The proof is in the numbers — and the stories
Less than 5 percent of the U.S. population make up 50 percent of the nation’s healthcare spending, according to a 2011 study published in JAMA Network Open. One cost driver is the unnecessary use of emergency rooms, which cost the system $32 billion in 2018, according to an analysis by insurer UnitedHealth Group.
People with low incomes are more likely to go to an emergency room than to a primary doctor’s office. There are multiple reasons for this, as Kangovi and others found in a 2013 study. People without access to transportation know they can use an ambulance to get medical care. Those without insurance rely on hospital charity care. Many believe the care they get in a hospital is superior to what they’d receive during a primary care visit.
As a result, IMPaCT finds many of its patients in emergency departments. Then it works hard to keep them out of them.
A study published in Health Affairs in 2020 found that the program’s annual return on investment was $2.47 for every dollar invested annually by Medicaid.
Carter works with people who are having trouble with their SNAP applications, who can’t get doctors’ appointments, who are facing eviction. If she sees a “Help Wanted” sign in a window, she’ll make sure the patient looking for work gets the information. She’ll guide patients through the tricky paperwork and connect them with organizations dedicated to addressing their problems.
“You can’t worry about your health if you don’t have a house to live in,” she says.
One of the patients Carter met in Penn’s emergency room was a 30-something man with a disability and high blood pressure. He went to the ER every time his pressure spiked. He’d visited twice before meeting Carter.

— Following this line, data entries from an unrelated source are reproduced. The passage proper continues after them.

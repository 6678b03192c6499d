//! Fallback algorithm path: plain traversal queries plus the pure
//! computations in [`wikigraph_core::fallback`].

use super::GraphAlgorithm;
use crate::gateway::GraphGateway;
use async_trait::async_trait;
use std::sync::Arc;
use wikigraph_core::fallback::{self, DegreeRow, MembershipRow, NeighborhoodRow};
use wikigraph_core::{
    AlgorithmPath, LouvainOutcome, LouvainParams, PageRankOutcome, PageRankParams, SimilarArticle,
    SimilarityParams, SourceArticle, WikiGraphError, decode_all,
};

pub struct FallbackAlgorithms {
    gateway: Arc<GraphGateway>,
}

impl FallbackAlgorithms {
    #[must_use]
    pub fn new(gateway: Arc<GraphGateway>) -> Self {
        Self { gateway }
    }
}

#[async_trait]
impl GraphAlgorithm for FallbackAlgorithms {
    fn path(&self) -> AlgorithmPath {
        AlgorithmPath::Fallback
    }

    async fn pagerank(&self, params: &PageRankParams) -> Result<PageRankOutcome, WikiGraphError> {
        let records = self.gateway.execute_read(&fallback::degree_listing()).await?;
        let rows: Vec<DegreeRow> = decode_all(records)?;
        Ok(fallback::degree_centrality(rows, params.limit))
    }

    /// Reports the stored partition; the Louvain parameters do not apply.
    async fn louvain(&self, _params: &LouvainParams) -> Result<LouvainOutcome, WikiGraphError> {
        let records = self
            .gateway
            .execute_read(&fallback::community_membership())
            .await?;
        let rows: Vec<MembershipRow> = decode_all(records)?;
        Ok(fallback::community_labels(rows))
    }

    async fn similarity(
        &self,
        params: &SimilarityParams,
        source: &SourceArticle,
    ) -> Result<Vec<SimilarArticle>, WikiGraphError> {
        let records = self
            .gateway
            .execute_read(&fallback::neighborhood(&source.article_id))
            .await?;
        let rows: Vec<NeighborhoodRow> = decode_all(records)?;
        Ok(fallback::jaccard_similar(
            &rows,
            params.similarity_cutoff,
            params.limit,
        ))
    }
}
//! # Primitives
//!
//! Compile-time bounds and fixed vocabulary of the WikiGraph service.
//!
//! Every request parameter that reaches the graph store is checked against
//! one of these constants first, so each query the catalog builds is
//! computationally bounded.

// =============================================================================
// GRAPH VOCABULARY
// =============================================================================

/// Label of encyclopedia article nodes.
pub const ARTICLE_LABEL: &str = "Article";

/// Label of community nodes.
pub const COMMUNITY_LABEL: &str = "Community";

/// Article → Article reference edge. Traversed in both directions for
/// neighbourhoods.
pub const REFERS_TO: &str = "REFERS_TO";

/// Article → Community membership edge.
pub const BELONGS_TO: &str = "BELONGS_TO";

// =============================================================================
// INPUT VALIDATION LIMITS
// =============================================================================

/// Smallest accepted result limit.
pub const MIN_LIMIT: usize = 1;

/// Maximum result count for free-text search.
pub const MAX_SEARCH_LIMIT: usize = 100;

/// Maximum length of a search term, in characters.
pub const MAX_SEARCH_TERM_LENGTH: usize = 256;

/// Maximum result count for recommendations.
pub const MAX_RECOMMENDATION_LIMIT: usize = 50;

/// Maximum `top_n` for analytics listings.
pub const MAX_TOP_N: usize = 50;

/// Maximum hop count for shortest-path search.
///
/// The bound is interpolated into the query text (variable-length patterns
/// cannot take a parameter), so it must be validated before formatting.
pub const MAX_PATH_DEPTH: u32 = 10;

/// Maximum result count for algorithm reports.
pub const MAX_ALGORITHM_LIMIT: usize = 100;

/// Maximum PageRank iterations.
pub const MAX_PAGERANK_ITERATIONS: u32 = 100;

/// Maximum Louvain hierarchy levels.
pub const MAX_LOUVAIN_LEVELS: u32 = 20;

/// Maximum length of caller-supplied Cypher (64KB).
pub const MAX_RAW_QUERY_LENGTH: usize = 65536;

// =============================================================================
// DEFAULTS
// =============================================================================

pub const DEFAULT_SEARCH_LIMIT: usize = 10;
pub const DEFAULT_PATH_DEPTH: u32 = 5;
pub const DEFAULT_RECOMMENDATION_LIMIT: usize = 10;
pub const DEFAULT_TOP_N: usize = 10;

/// Modularity proxy used by the fallback Louvain path when a Community has
/// no stored density.
pub const DEFAULT_COMMUNITY_DENSITY: f64 = 0.5;
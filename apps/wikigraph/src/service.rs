//! # Graph Service
//!
//! The typed inbound boundary of WikiGraph. The HTTP API and the CLI call
//! nothing else.
//!
//! Every operation validates its arguments through the query catalog before
//! the first store call, so a rejected request never reaches the graph.

use crate::algorithms::AlgorithmOrchestrator;
use crate::config::Settings;
use crate::gateway::GraphGateway;
use serde::{Deserialize, Serialize};
use std::sync::Arc;
use wikigraph_core::query::int_column;
use wikigraph_core::{
    Analytics, AnalyticsTotals, ArticleRef, ArticleStats, CommunityStats, CypherQuery, Direction,
    EntityNode, LouvainParams, LouvainReport, PageRankParams, PageRankReport, Params, PathResult,
    Record, RecommendedArticle, Relationship, SimilarityParams, SimilarityReport, Strategy,
    Subgraph, SubgraphEdge, WikiGraphError, catalog, decode_all, decode_first, shaper,
};

// =============================================================================
// HEALTH
// =============================================================================

#[derive(Debug, Clone, Copy, PartialEq, Eq, Serialize, Deserialize)]
#[serde(rename_all = "lowercase")]
pub enum HealthStatus {
    Healthy,
    Degraded,
}

#[derive(Debug, Clone, Copy, PartialEq, Eq, Serialize, Deserialize)]
#[serde(rename_all = "lowercase")]
pub enum DatabaseState {
    Connected,
    Disconnected,
}

#[derive(Debug, Clone, Copy, PartialEq, Eq, Serialize, Deserialize)]
pub struct Health {
    pub status: HealthStatus,
    pub database: DatabaseState,
}

/// Row shape of the shortest-path query.
#[derive(Deserialize)]
struct PathRow {
    path: Vec<ArticleRef>,
    length: i64,
}

// =============================================================================
// SERVICE
// =============================================================================

pub struct GraphService {
    gateway: Arc<GraphGateway>,
    algorithms: AlgorithmOrchestrator,
}

impl GraphService {
    /// Standard wiring over an existing gateway.
    #[must_use]
    pub fn new(gateway: Arc<GraphGateway>, native_enabled: bool) -> Self {
        let algorithms = AlgorithmOrchestrator::new(gateway.clone(), native_enabled);
        Self {
            gateway,
            algorithms,
        }
    }

    #[must_use]
    pub fn with_orchestrator(gateway: Arc<GraphGateway>, algorithms: AlgorithmOrchestrator) -> Self {
        Self {
            gateway,
            algorithms,
        }
    }

    /// Connect to the configured graph store.
    pub async fn connect(settings: &Settings) -> Result<Self, WikiGraphError> {
        let gateway = Arc::new(GraphGateway::connect(&settings.neo4j).await?);
        if !settings.algorithms.native_enabled {
            tracing::info!("Native algorithms disabled; using traversal fallbacks only");
        }
        Ok(Self::new(gateway, settings.algorithms.native_enabled))
    }

    #[must_use]
    pub fn gateway(&self) -> &Arc<GraphGateway> {
        &self.gateway
    }

    async fn read(&self, query: &CypherQuery) -> Result<Vec<Record>, WikiGraphError> {
        self.gateway.execute_read(query).await
    }

    // -------------------------------------------------------------------------
    // Generic lookup
    // -------------------------------------------------------------------------

    pub async fn search(&self, term: &str, limit: usize) -> Result<Vec<EntityNode>, WikiGraphError> {
        let query = catalog::search(term, limit)?;
        decode_all(self.read(&query).await?)
    }

    pub async fn get_entity(&self, id: i64) -> Result<EntityNode, WikiGraphError> {
        decode_first(self.read(&catalog::entity_by_id(id)).await?)?
            .ok_or_else(|| WikiGraphError::NotFound(format!("Entity with ID {id} not found")))
    }

    pub async fn get_relationships(
        &self,
        id: i64,
        direction: Direction,
    ) -> Result<Vec<Relationship>, WikiGraphError> {
        decode_all(self.read(&catalog::relationships(id, direction)).await?)
    }

    // -------------------------------------------------------------------------
    // Advanced queries
    // -------------------------------------------------------------------------

    /// Shortest REFERS_TO path between two Articles, at most `max_depth` hops.
    pub async fn shortest_path(
        &self,
        source: i64,
        target: i64,
        max_depth: u32,
    ) -> Result<PathResult, WikiGraphError> {
        catalog::validate_path_depth(max_depth)?;

        if source == target {
            let node = decode_first::<ArticleRef>(self.read(&catalog::article_by_id(source)).await?)?;
            return Ok(match node {
                Some(node) => PathResult::found(vec![node], 0),
                None => PathResult::none(),
            });
        }

        let query = catalog::shortest_path(source, target, max_depth)?;
        Ok(match decode_first::<PathRow>(self.read(&query).await?)? {
            Some(row) => PathResult::found(row.path, row.length),
            None => PathResult::none(),
        })
    }

    pub async fn recommend(
        &self,
        article_id: i64,
        limit: usize,
        strategy: Strategy,
    ) -> Result<Vec<RecommendedArticle>, WikiGraphError> {
        let query = catalog::recommend(article_id, limit, strategy)?;
        let rows: Vec<RecommendedArticle> = decode_all(self.read(&query).await?)?;
        Ok(shaper::finalize_recommendations(article_id, rows, limit))
    }

    pub async fn analytics(&self, top_n: usize) -> Result<Analytics, WikiGraphError> {
        let communities_query = catalog::top_communities(top_n)?;
        let articles_query = catalog::top_articles(top_n)?;

        let totals = match self.read(&catalog::analytics_totals()).await?.first() {
            Some(record) => AnalyticsTotals::from_raw(
                int_column(record, "total_articles")?,
                int_column(record, "total_communities")?,
                int_column(record, "refers_to_traversals")?,
            ),
            None => AnalyticsTotals::from_raw(0, 0, 0),
        };
        let top_communities: Vec<CommunityStats> =
            decode_all(self.read(&communities_query).await?)?;
        let top_articles: Vec<ArticleStats> = decode_all(self.read(&articles_query).await?)?;

        Ok(Analytics::new(totals, top_communities, top_articles))
    }

    pub async fn export_subgraph(
        &self,
        community_id: i64,
        include_cross_edges: bool,
    ) -> Result<Subgraph, WikiGraphError> {
        let nodes: Vec<ArticleRef> =
            decode_all(self.read(&catalog::subgraph_nodes(community_id)).await?)?;
        let edges: Vec<SubgraphEdge> = decode_all(
            self.read(&catalog::subgraph_edges(community_id, include_cross_edges))
                .await?,
        )?;
        Ok(Subgraph::new(community_id, nodes, edges))
    }

    pub async fn community_stats(&self, community_id: i64) -> Result<CommunityStats, WikiGraphError> {
        decode_first(self.read(&catalog::community_stats(community_id)).await?)?.ok_or_else(|| {
            WikiGraphError::NotFound(format!("Community {community_id} not found"))
        })
    }

    // -------------------------------------------------------------------------
    // Algorithms
    // -------------------------------------------------------------------------

    pub async fn run_pagerank(&self, params: PageRankParams) -> Result<PageRankReport, WikiGraphError> {
        self.algorithms.pagerank(params).await
    }

    pub async fn run_louvain(&self, params: LouvainParams) -> Result<LouvainReport, WikiGraphError> {
        self.algorithms.louvain(params).await
    }

    pub async fn run_similarity(
        &self,
        params: SimilarityParams,
    ) -> Result<SimilarityReport, WikiGraphError> {
        self.algorithms.similarity(params).await
    }

    // -------------------------------------------------------------------------
    // Raw Cypher
    // -------------------------------------------------------------------------

    pub async fn raw_read(&self, text: &str, params: Params) -> Result<Vec<Record>, WikiGraphError> {
        let query = CypherQuery::raw(text, params)?;
        self.gateway.execute_read(&query).await
    }

    pub async fn raw_write(&self, text: &str, params: Params) -> Result<Vec<Record>, WikiGraphError> {
        let query = CypherQuery::raw(text, params)?;
        self.gateway.execute_write(&query).await
    }

    // -------------------------------------------------------------------------
    // Lifecycle
    // -------------------------------------------------------------------------

    pub async fn health(&self) -> Health {
        if self.gateway.verify_connectivity().await {
            Health {
                status: HealthStatus::Healthy,
                database: DatabaseState::Connected,
            }
        } else {
            Health {
                status: HealthStatus::Degraded,
                database: DatabaseState::Disconnected,
            }
        }
    }

    /// Startup housekeeping for the native algorithm engine.
    pub async fn reclaim_projections(&self) -> usize {
        self.algorithms.reclaim_projections().await
    }

    pub async fn close(&self) {
        if self.gateway.is_closed().await {
            tracing::debug!("Graph gateway already closed");
            return;
        }
        self.gateway.close().await;
    }
}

The man enrolled in IMPaCT. After talking to him, Carter learned that he ate mostly junk foods from the nearby corner store, that he’d lost his medical insurance because he didn’t fill out and return the right paperwork, and that he had no way to monitor his blood pressure at home.
“We underestimate the power of kindness in this society,” says Carter.
She helped him fill out the insurance documents, connected him with a nutritionist, and a primary care doctor, and provided a blood pressure cuff. He doesn’t need the ER now.
“The magic of CHW is the kindness we all share,” Carter says. “We underestimate the power of kindness in this society.”
Kangovi’s team publishes a monthly newsletter featuring the work of a single community healthcare worker. One CHW who was working with an immigrant from Nepal connected the women with other Nepalese women, and they planted a garden together. Another made a hospital care package that included a bottle of water — and the community health worker’s own hair weave.
“The patient had admired it, so she gave it to the client,” Kangovi marvels.
Having the program’s effectiveness proven by three randomized trials and quantified with numbers and percentages inspires Kangovi. She finds even more inspiration when she learns of specific patient outcomes.
“The success is in those stories,” she says. “Even as a scientist, it’s validating to hear them.”